Mais quelle place a vraiment la religion dans le quotidien des Marocains ? Pour Mohamed Sghir Janjar, directeur de la revue "Prologues", il faut d’abord différencier entre les logiques discursives et les logiques d’actions. A ce propos, le sociologue marocain a noté que la réalité de la religion dans les discours est en contradiction avec celle observée sur le terrain.
M. Sghir Janjar a indiqué que le Maroc vit au rythme d’une sécularisation latente, vécue et non pensée et qui crée au quotidien des tensions. « La société marocaine, à l’instar des sociétés arabo-musulmanes est en cours de se séculariser et la religion est en train de se retirer de l’espace symbolique. Cette dernière n’a plus aucun pouvoir dans les sociétés arabo-musulmanes. L’Etat est en train de la conquérir et de la domestiquer», a-t-il expliqué.

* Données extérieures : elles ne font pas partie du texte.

//! Adjacency over every direct link, for runs without a hub.

use std::collections::{BTreeSet, HashMap};

use crate::graph::identifier::ControlId;
use crate::graph::relationship_set::DirectLink;

/// from_standard → to_standard → from_item → to items, filled in both directions.
#[derive(Debug, Clone, Default)]
pub struct DirectIndex {
    adjacency: HashMap<String, HashMap<String, HashMap<ControlId, BTreeSet<ControlId>>>>,
}

impl DirectIndex {
    pub fn build<'a, I>(links: I) -> Self
    where
        I: IntoIterator<Item = &'a DirectLink>,
    {
        let mut index = Self::default();
        for link in links {
            if link.standard_a == link.standard_b {
                continue;
            }
            index.insert(&link.standard_a, &link.item_a, &link.standard_b, &link.item_b);
            index.insert(&link.standard_b, &link.item_b, &link.standard_a, &link.item_a);
        }
        index
    }

    fn insert(&mut self, from: &str, from_item: &ControlId, to: &str, to_item: &ControlId) {
        self.adjacency
            .entry(from.to_string())
            .or_default()
            .entry(to.to_string())
            .or_default()
            .entry(from_item.clone())
            .or_default()
            .insert(to_item.clone());
    }

    /// Items of `to` directly linked to `item` of `from`.
    pub fn related(&self, from: &str, item: &ControlId, to: &str) -> Option<&BTreeSet<ControlId>> {
        self.adjacency
            .get(from)
            .and_then(|targets| targets.get(to))
            .and_then(|by_item| by_item.get(item))
    }

    /// Whether any link joins the two standards.
    pub fn has_pair(&self, a: &str, b: &str) -> bool {
        self.adjacency
            .get(a)
            .is_some_and(|targets| targets.contains_key(b))
    }
}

Et qu’en est-il d’Imarate Al Mouminine ? Pour Ali Bouabid, cette question n’est pas centrale. Mais s’il se déclare hostile à cette institution intellectuellement, il est politiquement pour sa préservation. Même son de cloche du côté de M. Daoudi, la présence d’Imarate Al Mouminine est cruciale, « si l’Etat se désengage actuellement de l’Islam, ce sera catastrophique », a-t-il précisé. Pour M. Khalfi, si Imarate Al Mouminine est un acquis, la dimension démocratique pousse à sa constitutionnalisation.
Faut-il remplacer la réflexion sur la laïcité, pour lui substituer celle de démocratie et du rationalisme, que dictent de façon plus adéquate les nécessités de la société arabe ? A méditer.